Dengan populasi mencapai sekitar 224 juta ekor sapi, Brasil, menurut Breitenbach, telah mengekspor sapi hidup ke banyak negara, seperti Iran, Yordania, Turki, Arab Saudi, Lebanon, hingga Mesir. Selain itu, sejumlah negara Eropa juga menjadi negara tujuan ekspor sapi mereka, seperti Denmark. Di Asia, Vietnam adalah negara tujuan sapi Brasil. Yang terbaru adalah Maroko.

“Mereka menilai Brasil sebagai mitra tidak hanya untuk penggemukan, tapi juga untuk meningkatkan kemampuan (populasi) ternak nasional mereka,” katanya. Dengan populasi sangat besar, dia meyakini, Brasil bisa menjadi penyedia sapi indukan bagi Indonesia dalam jumlah besar tanpa memengaruhi stok ternaknya sendiri.

Breitenbach mengatakan, sapi negaranya sudah mendapat sertifikasi dari Organisasi Kesehatan Hewan Dunia bebas dari penyakit, termasuk penyakit mulut dan kuku (PMK). Indonesia juga tergabung dalam organisasi tersebut.

https://cdn-assetd.kompas.id/9TOpEDfL6PnkMytOLmsm0_y7tWI=/1024x2355/https%3A%2F%2Fasset.kgnewsroom.com%2Fphoto%2Fpre%2F2023%2F03%2F23%2F04aef6d0-5ffe-407d-8943-bf648aa10308_png.png

“Brasil mengekspor daging sapi dan sapi hidup ke lebih dari 150 negara di seluruh dunia, berkat sistem sanitasi yang andal. Semua negara pengimpor mengakui Brasil sebagai penyedia keamanan yang andal dan daging sapi bebas PMK, termasuk Brasil sebagai kontributor ketahanan pangan mereka,” kata dia.

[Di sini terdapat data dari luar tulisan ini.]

//! Sign Up Use Case
//!
//! Registers a new user with a credential account and issues an email
//! verification token.

use std::sync::Arc;

use crate::application::config::AuthConfig;
use crate::domain::entity::{Account, User, Verification};
use crate::domain::repository::{AccountRepository, UserRepository, VerificationRepository};
use crate::domain::value_object::Email;
use crate::error::{AuthError, AuthResult};
use platform::crypto;
use platform::password::ClearTextPassword;

/// Sign up input
pub struct SignUpInput {
    pub name: String,
    pub email: String,
    pub password: String,
}

/// Sign up output
pub struct SignUpOutput {
    pub user: User,
    /// Token the verification email embeds
    pub verification_token: String,
}

/// Sign up use case
pub struct SignUpUseCase<U, A, V>
where
    U: UserRepository,
    A: AccountRepository,
    V: VerificationRepository,
{
    user_repo: Arc<U>,
    account_repo: Arc<A>,
    verification_repo: Arc<V>,
    config: Arc<AuthConfig>,
}

impl<U, A, V> SignUpUseCase<U, A, V>
where
    U: UserRepository,
    A: AccountRepository,
    V: VerificationRepository,
{
    pub fn new(
        user_repo: Arc<U>,
        account_repo: Arc<A>,
        verification_repo: Arc<V>,
        config: Arc<AuthConfig>,
    ) -> Self {
        Self {
            user_repo,
            account_repo,
            verification_repo,
            config,
        }
    }

    pub async fn execute(&self, input: SignUpInput) -> AuthResult<SignUpOutput> {
        let name = input.name.trim();
        if name.is_empty() {
            return Err(AuthError::Validation("Name is required".to_string()));
        }

        let email =
            Email::new(&input.email).map_err(|e| AuthError::Validation(e.to_string()))?;

        if self.user_repo.exists_by_email(&email).await? {
            return Err(AuthError::EmailTaken);
        }

        let password = ClearTextPassword::new(input.password)?;

        // Reject passwords found in known breaches before hashing. An
        // unreachable breach API never blocks registration.
        let breached = match password.check_breach().await {
            Ok(breached) => breached,
            Err(e) => {
                tracing::warn!(error = %e, "breach check unavailable, skipping");
                false
            }
        };
        if breached {
            return Err(AuthError::CompromisedPassword(
                self.config.compromised_password_message.clone(),
            ));
        }

        let hash = password.hash(self.config.pepper())?;

        let user = User::new(name.to_string(), email);
        self.user_repo.create(&user).await?;

        let account = Account::credential(user.user_id, hash);
        self.account_repo.create(&account).await?;

        let verification = Verification::new(
            user.email.as_str().to_string(),
            crypto::random_token(32),
            self.config.verification_duration(),
        );
        self.verification_repo.create(&verification).await?;

        tracing::info!(user_id = %user.user_id, "user registered");

        let verification_token = verification.value;
        Ok(SignUpOutput {
            user,
            verification_token,
        })
    }
}
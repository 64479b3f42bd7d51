//! Application Layer
//!
//! Use cases and application services.

pub mod admin;
pub mod config;
pub mod cookie_cache;
pub mod get_session;
pub mod sign_in;
pub mod sign_out;
pub mod sign_up;
pub mod verify_email;

// Re-exports
pub use admin::{AdminUseCase, BanInput, ImpersonateOutput};
pub use config::AuthConfig;
pub use cookie_cache::SessionCachePayload;
pub use get_session::{GetSessionUseCase, ResolvedSession, SessionView};
pub use sign_in::{SignInInput, SignInOutput, SignInUseCase};
pub use sign_out::SignOutUseCase;
pub use sign_up::{SignUpInput, SignUpOutput, SignUpUseCase};
pub use verify_email::VerifyEmailUseCase;
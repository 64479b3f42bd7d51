//! Session Entity
//!
//! A server-issued, time-bounded proof of authentication tied to one user.
//! Stored in the database and referenced from a signed cookie by its token.

use chrono::{DateTime, Duration, Utc};
use kernel::id::{SessionId, UserId};

/// Session entity
#[derive(Debug, Clone)]
pub struct Session {
    /// Session ID (UUID v4)
    pub session_id: SessionId,
    /// Owning user (cascade-deleted with the user)
    pub user_id: UserId,
    /// Opaque random token, unique, carried in the cookie
    pub token: String,
    /// Absolute expiry
    pub expires_at: DateTime<Utc>,
    /// Client IP at creation (for display/audit)
    pub ip_address: Option<String>,
    /// Client User-Agent at creation
    pub user_agent: Option<String>,
    /// Admin driving this session, if impersonated
    pub impersonated_by: Option<UserId>,
    /// Created timestamp
    pub created_at: DateTime<Utc>,
    /// Updated timestamp, refreshed when the session is extended
    pub updated_at: DateTime<Utc>,
}

impl Session {
    /// Create a new session
    ///
    /// TTL comes from the application layer (config), not hard-coded here.
    pub fn new(
        user_id: UserId,
        token: String,
        ttl: Duration,
        ip_address: Option<String>,
        user_agent: Option<String>,
        impersonated_by: Option<UserId>,
    ) -> Self {
        let now = Utc::now();

        Self {
            session_id: SessionId::new(),
            user_id,
            token,
            expires_at: now + ttl,
            ip_address,
            user_agent,
            impersonated_by,
            created_at: now,
            updated_at: now,
        }
    }

    /// Check if the session has expired
    pub fn is_expired(&self, now: DateTime<Utc>) -> bool {
        now >= self.expires_at
    }

    /// Whether the absolute lifetime should be re-anchored
    ///
    /// True once the row has not been touched for `update_age`; a fresh
    /// ttl is applied at the next revalidation instead of on every read.
    pub fn needs_refresh(&self, now: DateTime<Utc>, update_age: Duration) -> bool {
        now - self.updated_at >= update_age
    }

    /// Extend the absolute expiry to `now + ttl`
    pub fn extend(&mut self, ttl: Duration) {
        let now = Utc::now();
        self.expires_at = now + ttl;
        self.updated_at = now;
    }

    /// Whether this session was issued by an admin impersonating the user
    pub fn is_impersonated(&self) -> bool {
        self.impersonated_by.is_some()
    }
}

#[cfg(test)]
mod tests {
    use super::*;

    fn test_session(ttl: Duration) -> Session {
        Session::new(UserId::new(), "tok".to_string(), ttl, None, None, None)
    }

    #[test]
    fn test_expiry() {
        let session = test_session(Duration::hours(1));
        let now = Utc::now();
        assert!(!session.is_expired(now));
        assert!(session.is_expired(now + Duration::hours(2)));
    }

    #[test]
    fn test_needs_refresh_after_update_age() {
        let session = test_session(Duration::days(7));
        let now = Utc::now();
        assert!(!session.needs_refresh(now, Duration::days(1)));
        assert!(session.needs_refresh(now + Duration::days(2), Duration::days(1)));
    }

    #[test]
    fn test_extend_re_anchors_expiry() {
        let mut session = test_session(Duration::hours(1));
        let old_expiry = session.expires_at;
        session.extend(Duration::days(7));
        assert!(session.expires_at > old_expiry);
        assert!(session.updated_at >= session.created_at);
    }

    #[test]
    fn test_impersonation_marker() {
        let mut session = test_session(Duration::hours(1));
        assert!(!session.is_impersonated());
        session.impersonated_by = Some(UserId::new());
        assert!(session.is_impersonated());
    }
}
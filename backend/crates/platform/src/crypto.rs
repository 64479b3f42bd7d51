//! Cryptographic Utilities

use base64::{Engine, engine::general_purpose};
use rand::{RngCore, rngs::OsRng};

/// Generate cryptographically secure random bytes
pub fn random_bytes(len: usize) -> Vec<u8> {
    let mut bytes = vec![0u8; len];
    OsRng.fill_bytes(&mut bytes);
    bytes
}

/// Generate a URL-safe random token of `len` raw bytes
pub fn random_token(len: usize) -> String {
    general_purpose::URL_SAFE_NO_PAD.encode(random_bytes(len))
}

#[cfg(test)]
mod tests {
    use super::*;

    #[test]
    fn test_random_bytes() {
        let bytes = random_bytes(32);
        assert_eq!(bytes.len(), 32);
        // Should not be all zeros (statistically)
        assert!(bytes.iter().any(|&b| b != 0));
    }

    #[test]
    fn test_random_token_is_url_safe() {
        let token = random_token(32);
        assert!(!token.is_empty());
        assert!(
            token
                .chars()
                .all(|c| c.is_ascii_alphanumeric() || c == '-' || c == '_')
        );
    }

}
//! Infrastructure Layer

pub mod postgres;

pub use postgres::PgLogisticsRepository;
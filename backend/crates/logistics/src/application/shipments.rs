//! Shipment Management Use Cases

use std::sync::Arc;

use chrono::NaiveDate;
use rust_decimal::Decimal;

use crate::domain::entity::Shipment;
use crate::domain::repository::{ClientRepository, ShipmentRepository};
use crate::domain::value_object::ShipmentType;
use crate::error::{LogisticsError, LogisticsResult};
use kernel::id::{ClientId, ShipmentId};

#[derive(Debug, Clone)]
pub struct NewShipment {
    pub tracking_number: String,
    pub shipment_type: ShipmentType,
    pub client_id: Option<ClientId>,
    pub client_name: String,
    pub client_phone: Option<String>,
    pub client_email: Option<String>,
    pub item_number: Option<String>,
    pub packages: i32,
    pub weight: Option<Decimal>,
    pub cbm: Option<Decimal>,
    pub cost: Decimal,
    pub eta: Option<NaiveDate>,
    pub etd: Option<NaiveDate>,
    pub notes: Option<String>,
    pub send_notification: Option<bool>,
}

#[derive(Debug, Clone, Default)]
pub struct ShipmentPatch {
    pub status: Option<String>,
    pub client_phone: Option<String>,
    pub client_email: Option<String>,
    pub item_number: Option<String>,
    pub packages: Option<i32>,
    pub weight: Option<Decimal>,
    pub cbm: Option<Decimal>,
    pub cost: Option<Decimal>,
    pub eta: Option<NaiveDate>,
    pub etd: Option<NaiveDate>,
    pub notes: Option<String>,
    pub send_notification: Option<bool>,
}

pub struct ShipmentService<S, C> {
    shipments: Arc<S>,
    clients: Arc<C>,
}

impl<S, C> Clone for ShipmentService<S, C> {
    fn clone(&self) -> Self {
        Self {
            shipments: Arc::clone(&self.shipments),
            clients: Arc::clone(&self.clients),
        }
    }
}

impl<S: ShipmentRepository, C: ClientRepository> ShipmentService<S, C> {
    pub fn new(shipments: Arc<S>, clients: Arc<C>) -> Self {
        Self { shipments, clients }
    }

    /// Register a shipment. When it belongs to a known client the
    /// client's shipment count and lifetime spend are rolled forward.
    pub async fn create(&self, input: NewShipment) -> LogisticsResult<Shipment> {
        let tracking = input.tracking_number.trim();
        if tracking.is_empty() {
            return Err(LogisticsError::Validation(
                "Tracking number is required".to_string(),
            ));
        }
        if self.shipments.find_by_tracking_number(tracking).await?.is_some() {
            return Err(LogisticsError::Conflict(
                "Tracking number already in use".to_string(),
            ));
        }

        let mut shipment = Shipment::new(
            tracking.to_string(),
            input.shipment_type,
            input.client_name,
        );
        shipment.client_id = input.client_id;
        shipment.client_phone = input.client_phone;
        shipment.client_email = input.client_email;
        shipment.item_number = input.item_number;
        shipment.packages = input.packages;
        shipment.weight = input.weight;
        shipment.cbm = input.cbm;
        shipment.cost = input.cost;
        shipment.eta = input.eta;
        shipment.etd = input.etd;
        shipment.notes = input.notes;
        if let Some(notify) = input.send_notification {
            shipment.send_notification = notify;
        }

        if let Some(client_id) = &input.client_id {
            let mut client = self
                .clients
                .find_by_id(client_id)
                .await?
                .ok_or(LogisticsError::NotFound("client"))?;
            client.record_shipment(shipment.cost);
            self.clients.update(&client).await?;
        }

        self.shipments.create(&shipment).await?;
        Ok(shipment)
    }

    pub async fn get(&self, shipment_id: &ShipmentId) -> LogisticsResult<Shipment> {
        self.shipments
            .find_by_id(shipment_id)
            .await?
            .ok_or(LogisticsError::NotFound("shipment"))
    }

    pub async fn get_by_tracking(&self, tracking: &str) -> LogisticsResult<Shipment> {
        self.shipments
            .find_by_tracking_number(tracking.trim())
            .await?
            .ok_or(LogisticsError::NotFound("shipment"))
    }

    pub async fn list(&self) -> LogisticsResult<Vec<Shipment>> {
        self.shipments.list().await
    }

    pub async fn list_for_client(&self, client_id: &ClientId) -> LogisticsResult<Vec<Shipment>> {
        self.shipments.list_for_client(client_id).await
    }

    pub async fn update(
        &self,
        shipment_id: &ShipmentId,
        patch: ShipmentPatch,
    ) -> LogisticsResult<Shipment> {
        let mut shipment = self.get(shipment_id).await?;

        if let Some(status) = patch.status {
            shipment.status = status;
        }
        if let Some(phone) = patch.client_phone {
            shipment.client_phone = Some(phone);
        }
        if let Some(email) = patch.client_email {
            shipment.client_email = Some(email);
        }
        if let Some(item_number) = patch.item_number {
            shipment.item_number = Some(item_number);
        }
        if let Some(packages) = patch.packages {
            shipment.packages = packages;
        }
        if let Some(weight) = patch.weight {
            shipment.weight = Some(weight);
        }
        if let Some(cbm) = patch.cbm {
            shipment.cbm = Some(cbm);
        }
        if let Some(cost) = patch.cost {
            shipment.cost = cost;
        }
        if let Some(eta) = patch.eta {
            shipment.eta = Some(eta);
        }
        if let Some(etd) = patch.etd {
            shipment.etd = Some(etd);
        }
        if let Some(notes) = patch.notes {
            shipment.notes = Some(notes);
        }
        if let Some(notify) = patch.send_notification {
            shipment.send_notification = notify;
        }
        shipment.touch();

        self.shipments.update(&shipment).await?;
        Ok(shipment)
    }

    pub async fn delete(&self, shipment_id: &ShipmentId) -> LogisticsResult<()> {
        self.get(shipment_id).await?;
        self.shipments.delete(shipment_id).await
    }
}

Breitenbach mengatakan, indikator meningkatnya kepercayaan terhadap produk peternakan dari negaranya adalah karena ada peningkatan signifikan terhadap jumlah daging sapi yang bisa masuk ke Indonesia, dari semula hanya 20.000 ton per tahun menjadi 100.000 ton per tahun mulai tahun 2023.

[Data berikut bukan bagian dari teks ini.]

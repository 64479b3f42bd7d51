//! Value Objects

pub mod ban;
pub mod email;
pub mod user_role;

pub use ban::BanState;
pub use email::Email;
pub use user_role::UserRole;
//! Signed Session Cookie Snapshot
//!
//! The session cookie carries a short-lived, HMAC-signed snapshot of the
//! session so that most requests resolve without touching storage. The
//! value is `base64url(payload).base64url(signature)` where the payload
//! is a JSON document and the signature is HMAC-SHA256 over the payload
//! bytes under the session secret.
//!
//! A snapshot younger than the refresh age is served as-is. An older one
//! forces revalidation against storage and reissue of the cookie, so a
//! role change or a ban becomes visible within the refresh window.

use base64::{Engine as _, engine::general_purpose::URL_SAFE_NO_PAD};
use hmac::{Hmac, Mac};
use serde::{Deserialize, Serialize};
use sha2::Sha256;
use uuid::Uuid;

use crate::domain::UserRole;

type HmacSha256 = Hmac<Sha256>;

/// The snapshot embedded in the session cookie.
#[derive(Debug, Clone, PartialEq, Serialize, Deserialize)]
pub struct SessionCachePayload {
    /// Opaque session token (storage lookup key)
    pub token: String,
    /// Owning user
    pub user_id: Uuid,
    /// User role at issue time
    pub role: UserRole,
    /// Whether the user was banned at issue time
    pub banned: bool,
    /// Session expiry, unix milliseconds
    pub expires_at_ms: i64,
    /// Admin running this session, when impersonating
    pub impersonated_by: Option<Uuid>,
    /// When this snapshot was sealed, unix milliseconds
    pub issued_at_ms: i64,
}

impl SessionCachePayload {
    /// Snapshot age in milliseconds at `now_ms`. Clock skew clamps to zero.
    pub fn age_ms(&self, now_ms: i64) -> i64 {
        (now_ms - self.issued_at_ms).max(0)
    }

    /// Whether the underlying session had already expired at `now_ms`.
    pub fn session_expired(&self, now_ms: i64) -> bool {
        now_ms >= self.expires_at_ms
    }
}

/// Seal a payload into a cookie value under `secret`.
pub fn seal(payload: &SessionCachePayload, secret: &[u8]) -> String {
    let json = serde_json::to_vec(payload).unwrap_or_default();
    let mut mac = HmacSha256::new_from_slice(secret).expect("hmac accepts any key length");
    mac.update(&json);
    let sig = mac.finalize().into_bytes();
    format!(
        "{}.{}",
        URL_SAFE_NO_PAD.encode(&json),
        URL_SAFE_NO_PAD.encode(sig)
    )
}

/// Open a cookie value, verifying its signature. Returns `None` for any
/// malformed or tampered value; the caller treats that as no session.
pub fn open(value: &str, secret: &[u8]) -> Option<SessionCachePayload> {
    let (payload_b64, sig_b64) = value.split_once('.')?;
    let json = URL_SAFE_NO_PAD.decode(payload_b64).ok()?;
    let sig = URL_SAFE_NO_PAD.decode(sig_b64).ok()?;

    let mut mac = HmacSha256::new_from_slice(secret).ok()?;
    mac.update(&json);
    mac.verify_slice(&sig).ok()?;

    serde_json::from_slice(&json).ok()
}

#[cfg(test)]
mod tests {
    use super::*;

    fn sample_payload() -> SessionCachePayload {
        SessionCachePayload {
            token: "tok_abc123".to_string(),
            user_id: Uuid::new_v4(),
            role: UserRole::User,
            banned: false,
            expires_at_ms: 2_000_000_000_000,
            impersonated_by: None,
            issued_at_ms: 1_000_000_000_000,
        }
    }

    #[test]
    fn test_seal_open_round_trip() {
        let secret = b"0123456789abcdef0123456789abcdef";
        let payload = sample_payload();
        let sealed = seal(&payload, secret);
        let opened = open(&sealed, secret).unwrap();
        assert_eq!(opened, payload);
    }

    #[test]
    fn test_wrong_secret_rejected() {
        let payload = sample_payload();
        let sealed = seal(&payload, b"secret-one-secret-one-secret-one");
        assert!(open(&sealed, b"secret-two-secret-two-secret-two").is_none());
    }

    #[test]
    fn test_tampered_payload_rejected() {
        let secret = b"0123456789abcdef0123456789abcdef";
        let payload = sample_payload();
        let sealed = seal(&payload, secret);

        // Flip the role inside the payload without re-signing
        let (payload_b64, sig_b64) = sealed.split_once('.').unwrap();
        let mut json = URL_SAFE_NO_PAD.decode(payload_b64).unwrap();
        let text = String::from_utf8(json.clone()).unwrap();
        let forged = text.replace("\"user\"", "\"admin\"");
        json = forged.into_bytes();
        let tampered = format!("{}.{}", URL_SAFE_NO_PAD.encode(&json), sig_b64);

        assert!(open(&tampered, secret).is_none());
    }

    #[test]
    fn test_garbage_values_rejected() {
        let secret = b"0123456789abcdef0123456789abcdef";
        assert!(open("", secret).is_none());
        assert!(open("no-dot-here", secret).is_none());
        assert!(open("a.b", secret).is_none());
        assert!(open("!!!.###", secret).is_none());
    }

    #[test]
    fn test_age_and_expiry() {
        let payload = sample_payload();
        assert_eq!(payload.age_ms(1_000_000_600_000), 600_000);
        assert_eq!(payload.age_ms(999_999_999_999), 0);
        assert!(!payload.session_expired(1_999_999_999_999));
        assert!(payload.session_expired(2_000_000_000_000));
    }
}
//! Auth HTTP Client
//!
//! Thin reqwest wrapper for services and scripts that talk to the auth
//! API over HTTP instead of calling the use cases directly. The base URL
//! comes from `AUTH_BASE_URL` unless given explicitly.

use serde::Deserialize;

use crate::error::{AuthError, AuthResult};
use crate::presentation::dto::SignInActionResponse;

const DEFAULT_BASE_URL: &str = "http://localhost:3001/api/auth";

/// Session info as reported by the auth API
#[derive(Debug, Clone, Deserialize)]
#[serde(rename_all = "camelCase")]
pub struct RemoteSession {
    pub authenticated: bool,
    pub user_id: Option<uuid::Uuid>,
    pub role: Option<String>,
    pub expires_at_ms: Option<i64>,
    pub impersonated_by: Option<uuid::Uuid>,
}

/// HTTP client for the auth API
pub struct AuthClient {
    http: reqwest::Client,
    base_url: String,
    /// Captured session cookie from the last successful sign-in
    session_cookie: Option<String>,
}

impl AuthClient {
    pub fn new(base_url: impl Into<String>) -> AuthResult<Self> {
        let http = reqwest::Client::builder()
            .build()
            .map_err(|e| AuthError::Internal(e.to_string()))?;

        Ok(Self {
            http,
            base_url: base_url.into(),
            session_cookie: None,
        })
    }

    /// Base URL from `AUTH_BASE_URL`, falling back to localhost.
    pub fn from_env() -> AuthResult<Self> {
        let base_url =
            std::env::var("AUTH_BASE_URL").unwrap_or_else(|_| DEFAULT_BASE_URL.to_string());
        Self::new(base_url)
    }

    /// Sign in and capture the session cookie on success.
    pub async fn sign_in(&mut self, email: &str, password: &str) -> AuthResult<SignInActionResponse> {
        let response = self
            .http
            .post(format!("{}/sign-in", self.base_url))
            .json(&serde_json::json!({ "email": email, "password": password }))
            .send()
            .await
            .map_err(|e| AuthError::Internal(e.to_string()))?;

        // The Set-Cookie pair, without attributes
        let cookie = response
            .headers()
            .get(reqwest::header::SET_COOKIE)
            .and_then(|v| v.to_str().ok())
            .and_then(|v| v.split(';').next())
            .map(str::to_string);

        let body: SignInActionResponse = response
            .json()
            .await
            .map_err(|e| AuthError::Internal(e.to_string()))?;

        if body.success {
            self.session_cookie = cookie;
        }

        Ok(body)
    }

    /// Fetch the current session status.
    pub async fn session_status(&self) -> AuthResult<RemoteSession> {
        let mut request = self.http.get(format!("{}/session", self.base_url));
        if let Some(cookie) = &self.session_cookie {
            request = request.header(reqwest::header::COOKIE, cookie);
        }

        request
            .send()
            .await
            .map_err(|e| AuthError::Internal(e.to_string()))?
            .json()
            .await
            .map_err(|e| AuthError::Internal(e.to_string()))
    }

    /// Sign out and drop the captured cookie.
    pub async fn sign_out(&mut self) -> AuthResult<()> {
        let mut request = self.http.post(format!("{}/sign-out", self.base_url));
        if let Some(cookie) = &self.session_cookie {
            request = request.header(reqwest::header::COOKIE, cookie);
        }

        request
            .send()
            .await
            .map_err(|e| AuthError::Internal(e.to_string()))?;

        self.session_cookie = None;
        Ok(())
    }
}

“Kami berharap bisa berkotribusi pada Indonesia, khususnya dalam penyediaan kebutuhan daging sapi Indonesia. Tidak hanya menyediakan, tapi juga berkontribusi dalam peningkatan kualitas dan tingkat produktivitas ternak sapi di Indonesia. Caranya adalah dengan menyediakan hewan hidup dengan tingkat genetik tinggi yang mampu menjadi produktif dan kompetitif,” katanya.

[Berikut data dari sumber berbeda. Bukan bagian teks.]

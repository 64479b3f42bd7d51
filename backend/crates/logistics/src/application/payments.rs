//! Payment Management Use Cases

use std::sync::Arc;

use rust_decimal::Decimal;

use crate::domain::entity::{Payment, Shipment};
use crate::domain::repository::{PaymentRepository, ShipmentRepository};
use crate::error::{LogisticsError, LogisticsResult};
use kernel::id::{ClientId, PaymentId, ShipmentId};

#[derive(Debug, Clone)]
pub struct NewPayment {
    pub client_id: Option<ClientId>,
    pub client_name: String,
    pub amount: Decimal,
    pub currency: Option<String>,
    pub payment_mode: String,
    pub transaction_id: String,
    pub reference_number: String,
    pub invoice_number: Option<String>,
    pub receipt_number: Option<String>,
    pub notes: Option<String>,
}

#[derive(Debug, Clone, Default)]
pub struct PaymentPatch {
    pub amount: Option<Decimal>,
    pub currency: Option<String>,
    pub payment_mode: Option<String>,
    pub status: Option<String>,
    pub invoice_number: Option<String>,
    pub receipt_number: Option<String>,
    pub notes: Option<String>,
}

pub struct PaymentService<P, S> {
    payments: Arc<P>,
    shipments: Arc<S>,
}

impl<P, S> Clone for PaymentService<P, S> {
    fn clone(&self) -> Self {
        Self {
            payments: Arc::clone(&self.payments),
            shipments: Arc::clone(&self.shipments),
        }
    }
}

impl<P: PaymentRepository, S: ShipmentRepository> PaymentService<P, S> {
    pub fn new(payments: Arc<P>, shipments: Arc<S>) -> Self {
        Self { payments, shipments }
    }

    pub async fn create(&self, input: NewPayment) -> LogisticsResult<Payment> {
        if input.reference_number.trim().is_empty() {
            return Err(LogisticsError::Validation(
                "Reference number is required".to_string(),
            ));
        }
        if input.amount < Decimal::ZERO {
            return Err(LogisticsError::Validation(
                "Payment amount must not be negative".to_string(),
            ));
        }

        let mut payment = Payment::new(
            input.client_name,
            input.amount,
            input.payment_mode,
            input.transaction_id,
            input.reference_number.trim().to_string(),
        );
        payment.client_id = input.client_id;
        if let Some(currency) = input.currency {
            payment.currency = currency;
        }
        payment.invoice_number = input.invoice_number;
        payment.receipt_number = input.receipt_number;
        payment.notes = input.notes;

        self.payments.create(&payment).await?;
        Ok(payment)
    }

    pub async fn get(&self, payment_id: &PaymentId) -> LogisticsResult<Payment> {
        self.payments
            .find_by_id(payment_id)
            .await?
            .ok_or(LogisticsError::NotFound("payment"))
    }

    pub async fn list(&self) -> LogisticsResult<Vec<Payment>> {
        self.payments.list().await
    }

    pub async fn update(
        &self,
        payment_id: &PaymentId,
        patch: PaymentPatch,
    ) -> LogisticsResult<Payment> {
        let mut payment = self.get(payment_id).await?;

        if let Some(amount) = patch.amount {
            if amount < Decimal::ZERO {
                return Err(LogisticsError::Validation(
                    "Payment amount must not be negative".to_string(),
                ));
            }
            payment.amount = amount;
        }
        if let Some(currency) = patch.currency {
            payment.currency = currency;
        }
        if let Some(payment_mode) = patch.payment_mode {
            payment.payment_mode = payment_mode;
        }
        if let Some(status) = patch.status {
            payment.status = status;
        }
        if let Some(invoice_number) = patch.invoice_number {
            payment.invoice_number = Some(invoice_number);
        }
        if let Some(receipt_number) = patch.receipt_number {
            payment.receipt_number = Some(receipt_number);
        }
        if let Some(notes) = patch.notes {
            payment.notes = Some(notes);
        }
        payment.touch();

        self.payments.update(&payment).await?;
        Ok(payment)
    }

    pub async fn delete(&self, payment_id: &PaymentId) -> LogisticsResult<()> {
        self.get(payment_id).await?;
        self.payments.delete(payment_id).await
    }

    /// Allocate a payment against a shipment.
    pub async fn link_shipment(
        &self,
        payment_id: &PaymentId,
        shipment_id: &ShipmentId,
    ) -> LogisticsResult<()> {
        self.get(payment_id).await?;
        self.shipments
            .find_by_id(shipment_id)
            .await?
            .ok_or(LogisticsError::NotFound("shipment"))?;

        self.payments.link_shipment(payment_id, shipment_id).await
    }

    pub async fn unlink_shipment(
        &self,
        payment_id: &PaymentId,
        shipment_id: &ShipmentId,
    ) -> LogisticsResult<()> {
        self.get(payment_id).await?;
        self.payments.unlink_shipment(payment_id, shipment_id).await
    }

    pub async fn list_shipments(&self, payment_id: &PaymentId) -> LogisticsResult<Vec<Shipment>> {
        self.get(payment_id).await?;
        self.payments.list_shipments(payment_id).await
    }
}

Breitenbach juga menyebut soal investor dan pengusaha Brasil yang masih malu-malu berinvestasi di Indonesia. Dia mengatakan, bukannya Indonesia tidak menarik bagi para pengusaha Brasil, tetapi lebih pada masalah jarak dan persepsi bahwa berinvestasi di Indonesia masih cukup rumit.

Brasil mengekspor daging sapi dan sapi hidup ke lebih dari 150 negara di seluruh dunia.

“Namun, dengan membaiknya hubungan di sektor pertanian kita telah menyaksikan dalam beberapa bulan terakhir beberapa pengusaha Brasil datang ke Jakarta. Jika skenario ini semakin membaik, salah satunya dengan cara memperluas cakupan produk pertanian, saya yakin investasi hanya tinggal menunggu waktu saja,” katanya.

Breitenbach mengatakan, rencana ekspor sapi ke Indonesia, termasuk sapi indukan, masih dalam tahap negosiasi dengan Kementen. Masih ada beberapa langkah teknis dan hukum yang harus diseleaikan oleh Pemerintah Indonesia sebelum izin impor sapi hidup menjadi kenyataan. “Kami yakin hal itu akan terjadi tahun ini dan para peternak serta perusahaan penggemukan sapi donesia akan membeli hewan berkualitas tinggi dari Brasil,” katanya.

Prosedur perizinan

Salah satu perusahaan multinasional Brasil yang bergerak di sektor peternakan dan pengolahan daging modern adalah JBS Frigorifico di Lins, Sao Paulo. Arief Prasetyo Adi pernah berkunjung ke perusahaan tersebut pada 17 Mei 2023. Perusahaan tersebut memiliki 77.000 ekor sapi. Perusahaan yang telah berinvestasi di 20 negara itu juga membuka diri bekerja sama dengan perusahaan swasta atau badan usaha milik negara di Indonesia.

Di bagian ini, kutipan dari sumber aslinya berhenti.